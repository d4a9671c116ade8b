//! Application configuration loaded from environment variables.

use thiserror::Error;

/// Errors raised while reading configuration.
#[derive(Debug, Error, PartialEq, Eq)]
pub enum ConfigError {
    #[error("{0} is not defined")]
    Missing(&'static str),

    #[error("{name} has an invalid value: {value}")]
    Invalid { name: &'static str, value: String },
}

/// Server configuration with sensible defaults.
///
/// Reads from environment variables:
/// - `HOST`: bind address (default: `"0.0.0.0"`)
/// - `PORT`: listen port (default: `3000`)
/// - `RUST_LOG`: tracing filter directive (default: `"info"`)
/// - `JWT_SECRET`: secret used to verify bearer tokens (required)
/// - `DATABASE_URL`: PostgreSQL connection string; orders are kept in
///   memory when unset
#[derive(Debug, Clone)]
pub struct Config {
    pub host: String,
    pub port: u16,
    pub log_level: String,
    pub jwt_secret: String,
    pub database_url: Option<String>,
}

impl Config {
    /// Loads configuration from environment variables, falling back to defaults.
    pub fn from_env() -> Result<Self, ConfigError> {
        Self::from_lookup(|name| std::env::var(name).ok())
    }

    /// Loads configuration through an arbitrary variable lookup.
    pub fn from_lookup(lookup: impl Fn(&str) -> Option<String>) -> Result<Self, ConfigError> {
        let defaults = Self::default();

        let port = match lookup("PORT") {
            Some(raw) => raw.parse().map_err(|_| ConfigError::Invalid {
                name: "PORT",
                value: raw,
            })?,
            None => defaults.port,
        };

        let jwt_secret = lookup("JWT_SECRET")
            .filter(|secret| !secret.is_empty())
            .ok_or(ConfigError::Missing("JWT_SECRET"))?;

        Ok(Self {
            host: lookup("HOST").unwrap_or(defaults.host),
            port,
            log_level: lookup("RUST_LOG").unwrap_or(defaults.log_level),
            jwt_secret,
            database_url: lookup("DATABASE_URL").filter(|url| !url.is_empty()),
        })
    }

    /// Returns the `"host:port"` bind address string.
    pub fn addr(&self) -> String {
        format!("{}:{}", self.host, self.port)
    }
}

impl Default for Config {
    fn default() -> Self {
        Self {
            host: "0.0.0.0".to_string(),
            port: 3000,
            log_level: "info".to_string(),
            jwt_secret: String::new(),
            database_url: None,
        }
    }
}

════════════════════

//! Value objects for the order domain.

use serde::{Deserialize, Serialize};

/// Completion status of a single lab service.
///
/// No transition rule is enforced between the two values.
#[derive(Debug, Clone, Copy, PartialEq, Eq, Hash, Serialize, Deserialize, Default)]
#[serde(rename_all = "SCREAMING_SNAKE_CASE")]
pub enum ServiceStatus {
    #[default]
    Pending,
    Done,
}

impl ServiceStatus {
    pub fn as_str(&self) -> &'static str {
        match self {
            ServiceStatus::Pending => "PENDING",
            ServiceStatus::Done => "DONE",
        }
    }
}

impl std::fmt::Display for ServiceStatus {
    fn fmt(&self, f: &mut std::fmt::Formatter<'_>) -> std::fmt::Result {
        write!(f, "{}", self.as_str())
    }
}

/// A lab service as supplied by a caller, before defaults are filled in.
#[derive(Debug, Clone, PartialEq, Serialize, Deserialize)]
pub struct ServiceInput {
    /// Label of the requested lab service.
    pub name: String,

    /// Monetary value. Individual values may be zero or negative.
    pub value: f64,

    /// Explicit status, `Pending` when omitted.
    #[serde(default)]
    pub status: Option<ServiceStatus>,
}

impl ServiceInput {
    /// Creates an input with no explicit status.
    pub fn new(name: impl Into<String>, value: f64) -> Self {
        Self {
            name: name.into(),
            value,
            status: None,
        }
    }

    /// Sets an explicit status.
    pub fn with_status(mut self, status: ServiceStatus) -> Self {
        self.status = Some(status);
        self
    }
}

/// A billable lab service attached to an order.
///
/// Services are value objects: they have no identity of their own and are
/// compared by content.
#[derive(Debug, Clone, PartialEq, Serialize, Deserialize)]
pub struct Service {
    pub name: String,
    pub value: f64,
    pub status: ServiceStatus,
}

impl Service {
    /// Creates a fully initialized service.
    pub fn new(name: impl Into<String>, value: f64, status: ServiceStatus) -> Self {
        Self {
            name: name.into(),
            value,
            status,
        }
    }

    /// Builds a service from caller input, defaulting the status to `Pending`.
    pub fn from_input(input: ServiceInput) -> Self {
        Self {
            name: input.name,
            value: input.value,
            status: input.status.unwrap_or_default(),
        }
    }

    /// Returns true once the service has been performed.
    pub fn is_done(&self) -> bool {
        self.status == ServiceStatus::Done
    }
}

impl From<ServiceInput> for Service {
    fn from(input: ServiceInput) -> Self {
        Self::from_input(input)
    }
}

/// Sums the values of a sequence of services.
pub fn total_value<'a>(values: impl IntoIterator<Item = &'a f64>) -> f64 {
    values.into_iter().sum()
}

════════════════════

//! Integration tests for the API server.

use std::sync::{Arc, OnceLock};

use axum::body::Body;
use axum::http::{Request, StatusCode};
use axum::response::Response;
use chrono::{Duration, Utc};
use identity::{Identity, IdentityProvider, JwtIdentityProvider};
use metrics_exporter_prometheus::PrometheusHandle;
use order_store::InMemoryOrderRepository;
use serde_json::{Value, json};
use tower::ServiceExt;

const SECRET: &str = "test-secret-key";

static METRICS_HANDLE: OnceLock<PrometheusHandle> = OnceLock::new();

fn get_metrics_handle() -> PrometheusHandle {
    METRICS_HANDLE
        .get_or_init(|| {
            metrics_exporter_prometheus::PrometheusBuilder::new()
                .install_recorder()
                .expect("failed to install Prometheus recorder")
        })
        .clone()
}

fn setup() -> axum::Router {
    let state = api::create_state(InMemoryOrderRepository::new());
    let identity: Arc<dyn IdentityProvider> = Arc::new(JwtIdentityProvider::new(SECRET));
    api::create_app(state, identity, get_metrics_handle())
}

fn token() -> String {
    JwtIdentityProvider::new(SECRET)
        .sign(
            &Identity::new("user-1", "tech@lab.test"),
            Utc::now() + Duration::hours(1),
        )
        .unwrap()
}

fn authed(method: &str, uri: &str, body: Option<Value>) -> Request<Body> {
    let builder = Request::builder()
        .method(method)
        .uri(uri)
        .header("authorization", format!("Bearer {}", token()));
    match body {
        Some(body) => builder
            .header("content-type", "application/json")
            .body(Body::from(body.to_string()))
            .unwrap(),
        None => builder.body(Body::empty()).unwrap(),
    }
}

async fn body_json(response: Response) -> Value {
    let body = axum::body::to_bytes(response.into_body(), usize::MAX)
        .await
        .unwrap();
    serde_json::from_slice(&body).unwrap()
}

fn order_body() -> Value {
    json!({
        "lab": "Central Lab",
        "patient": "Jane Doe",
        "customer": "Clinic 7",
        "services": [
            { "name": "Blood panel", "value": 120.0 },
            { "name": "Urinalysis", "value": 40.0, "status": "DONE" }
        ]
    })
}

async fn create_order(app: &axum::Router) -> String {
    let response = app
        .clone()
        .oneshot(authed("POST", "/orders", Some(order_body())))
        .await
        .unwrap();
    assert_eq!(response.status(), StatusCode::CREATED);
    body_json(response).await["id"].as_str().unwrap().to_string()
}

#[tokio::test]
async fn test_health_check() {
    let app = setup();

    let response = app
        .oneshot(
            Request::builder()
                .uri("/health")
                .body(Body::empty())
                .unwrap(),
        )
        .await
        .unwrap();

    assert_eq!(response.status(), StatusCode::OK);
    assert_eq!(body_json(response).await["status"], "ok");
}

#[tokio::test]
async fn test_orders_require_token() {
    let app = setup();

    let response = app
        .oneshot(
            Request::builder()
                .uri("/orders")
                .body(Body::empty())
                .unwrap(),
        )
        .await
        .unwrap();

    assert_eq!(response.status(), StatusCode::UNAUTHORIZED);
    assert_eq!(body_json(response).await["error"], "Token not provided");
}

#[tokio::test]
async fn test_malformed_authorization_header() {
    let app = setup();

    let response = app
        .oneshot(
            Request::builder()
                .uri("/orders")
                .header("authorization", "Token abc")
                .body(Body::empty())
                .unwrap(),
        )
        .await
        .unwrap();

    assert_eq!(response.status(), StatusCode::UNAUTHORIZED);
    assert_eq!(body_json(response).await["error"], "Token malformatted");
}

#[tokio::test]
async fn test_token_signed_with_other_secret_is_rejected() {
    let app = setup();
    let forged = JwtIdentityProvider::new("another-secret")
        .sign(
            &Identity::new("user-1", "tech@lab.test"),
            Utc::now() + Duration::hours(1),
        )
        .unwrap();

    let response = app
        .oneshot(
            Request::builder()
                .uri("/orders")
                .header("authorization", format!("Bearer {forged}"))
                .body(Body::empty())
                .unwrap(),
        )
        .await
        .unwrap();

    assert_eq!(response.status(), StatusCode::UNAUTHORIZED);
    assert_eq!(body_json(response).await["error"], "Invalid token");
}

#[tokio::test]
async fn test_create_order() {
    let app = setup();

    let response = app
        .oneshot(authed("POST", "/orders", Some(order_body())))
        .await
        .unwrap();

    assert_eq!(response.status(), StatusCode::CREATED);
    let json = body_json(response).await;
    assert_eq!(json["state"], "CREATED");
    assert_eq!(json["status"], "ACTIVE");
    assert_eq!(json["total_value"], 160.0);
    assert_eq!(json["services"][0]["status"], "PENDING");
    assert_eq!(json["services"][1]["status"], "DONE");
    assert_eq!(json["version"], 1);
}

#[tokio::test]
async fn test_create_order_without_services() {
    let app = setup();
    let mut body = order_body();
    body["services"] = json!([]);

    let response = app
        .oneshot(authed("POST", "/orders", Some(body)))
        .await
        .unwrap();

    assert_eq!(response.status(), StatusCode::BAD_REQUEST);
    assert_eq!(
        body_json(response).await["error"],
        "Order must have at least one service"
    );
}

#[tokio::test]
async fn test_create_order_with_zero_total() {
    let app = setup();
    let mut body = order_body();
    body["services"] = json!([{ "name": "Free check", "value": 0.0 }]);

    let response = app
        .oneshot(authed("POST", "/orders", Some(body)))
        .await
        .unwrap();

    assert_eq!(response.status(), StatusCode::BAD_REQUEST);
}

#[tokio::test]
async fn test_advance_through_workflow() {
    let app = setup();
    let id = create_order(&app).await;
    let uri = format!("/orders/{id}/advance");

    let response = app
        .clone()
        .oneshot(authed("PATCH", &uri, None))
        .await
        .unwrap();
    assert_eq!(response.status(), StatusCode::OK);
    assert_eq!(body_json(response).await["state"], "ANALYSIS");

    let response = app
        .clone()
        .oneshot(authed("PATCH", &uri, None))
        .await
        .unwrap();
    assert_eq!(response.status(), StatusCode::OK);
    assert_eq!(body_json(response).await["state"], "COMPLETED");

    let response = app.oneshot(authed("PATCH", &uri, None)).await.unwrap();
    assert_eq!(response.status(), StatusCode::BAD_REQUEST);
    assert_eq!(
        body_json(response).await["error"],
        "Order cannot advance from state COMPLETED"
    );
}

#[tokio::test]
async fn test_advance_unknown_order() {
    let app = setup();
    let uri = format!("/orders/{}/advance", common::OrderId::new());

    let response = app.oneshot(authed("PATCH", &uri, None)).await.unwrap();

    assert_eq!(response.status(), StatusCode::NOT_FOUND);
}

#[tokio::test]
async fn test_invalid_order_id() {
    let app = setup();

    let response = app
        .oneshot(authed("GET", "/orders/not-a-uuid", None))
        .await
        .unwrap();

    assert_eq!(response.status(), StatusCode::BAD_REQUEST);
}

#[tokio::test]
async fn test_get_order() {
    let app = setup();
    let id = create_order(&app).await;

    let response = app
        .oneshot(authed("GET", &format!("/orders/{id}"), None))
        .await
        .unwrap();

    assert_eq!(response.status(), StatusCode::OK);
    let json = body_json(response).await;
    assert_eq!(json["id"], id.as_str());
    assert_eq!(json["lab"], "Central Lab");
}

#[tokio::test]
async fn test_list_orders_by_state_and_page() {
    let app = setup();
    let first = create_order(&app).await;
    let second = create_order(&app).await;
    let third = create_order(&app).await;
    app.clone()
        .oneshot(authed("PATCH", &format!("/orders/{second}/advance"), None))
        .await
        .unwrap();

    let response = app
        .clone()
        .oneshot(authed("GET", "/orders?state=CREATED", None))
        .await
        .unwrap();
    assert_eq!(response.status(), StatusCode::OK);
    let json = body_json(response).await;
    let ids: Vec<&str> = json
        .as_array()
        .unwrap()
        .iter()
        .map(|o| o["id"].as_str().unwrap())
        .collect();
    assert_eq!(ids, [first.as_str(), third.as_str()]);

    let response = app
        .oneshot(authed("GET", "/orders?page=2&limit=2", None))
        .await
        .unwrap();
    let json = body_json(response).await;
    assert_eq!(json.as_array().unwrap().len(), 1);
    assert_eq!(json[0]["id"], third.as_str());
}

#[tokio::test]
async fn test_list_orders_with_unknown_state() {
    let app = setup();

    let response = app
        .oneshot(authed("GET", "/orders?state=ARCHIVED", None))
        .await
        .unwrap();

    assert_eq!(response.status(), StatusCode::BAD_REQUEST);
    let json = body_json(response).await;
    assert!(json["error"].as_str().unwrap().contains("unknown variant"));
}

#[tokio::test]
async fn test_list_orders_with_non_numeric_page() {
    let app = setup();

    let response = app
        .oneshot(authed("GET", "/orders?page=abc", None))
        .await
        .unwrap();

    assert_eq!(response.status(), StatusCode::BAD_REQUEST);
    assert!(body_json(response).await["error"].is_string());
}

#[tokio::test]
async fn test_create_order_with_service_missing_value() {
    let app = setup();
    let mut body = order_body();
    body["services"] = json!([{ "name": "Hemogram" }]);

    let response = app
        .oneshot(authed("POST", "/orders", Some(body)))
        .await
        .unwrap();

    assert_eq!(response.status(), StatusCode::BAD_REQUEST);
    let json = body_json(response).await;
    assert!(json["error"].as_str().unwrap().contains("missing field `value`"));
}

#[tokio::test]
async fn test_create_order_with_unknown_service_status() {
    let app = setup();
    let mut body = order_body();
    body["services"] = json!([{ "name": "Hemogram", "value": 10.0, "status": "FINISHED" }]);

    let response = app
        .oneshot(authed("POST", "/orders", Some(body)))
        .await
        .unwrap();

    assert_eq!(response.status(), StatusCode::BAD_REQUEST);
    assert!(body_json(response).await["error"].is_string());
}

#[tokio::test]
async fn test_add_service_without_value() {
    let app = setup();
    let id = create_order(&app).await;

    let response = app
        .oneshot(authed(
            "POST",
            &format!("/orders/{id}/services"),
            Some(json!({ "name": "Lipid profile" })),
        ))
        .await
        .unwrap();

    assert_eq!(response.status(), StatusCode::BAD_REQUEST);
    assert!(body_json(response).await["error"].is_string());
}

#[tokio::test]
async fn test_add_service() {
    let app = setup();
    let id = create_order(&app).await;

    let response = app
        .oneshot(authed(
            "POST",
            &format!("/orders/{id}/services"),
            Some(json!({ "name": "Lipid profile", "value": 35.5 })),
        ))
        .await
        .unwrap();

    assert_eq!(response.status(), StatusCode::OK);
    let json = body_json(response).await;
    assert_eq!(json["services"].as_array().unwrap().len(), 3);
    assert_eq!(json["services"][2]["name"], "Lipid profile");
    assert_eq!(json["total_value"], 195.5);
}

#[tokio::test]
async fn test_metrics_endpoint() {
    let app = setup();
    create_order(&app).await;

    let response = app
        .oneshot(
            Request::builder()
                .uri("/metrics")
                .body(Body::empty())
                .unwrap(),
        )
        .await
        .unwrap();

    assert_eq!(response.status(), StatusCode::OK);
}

════════════════════

Aim of the task.
From the listing above, repeat exactly the lines starting at the line that includes "are kept in" and ending at the line that includes "pub fn from_env()", with nothing outside that span.

Problem solution.
/// - `DATABASE_URL`: PostgreSQL connection string; orders are kept in
///   memory when unset
#[derive(Debug, Clone)]
pub struct Config {
    pub host: String,
    pub port: u16,
    pub log_level: String,
    pub jwt_secret: String,
    pub database_url: Option<String>,
}

impl Config {
    /// Loads configuration from environment variables, falling back to defaults.
    pub fn from_env() -> Result<Self, ConfigError> {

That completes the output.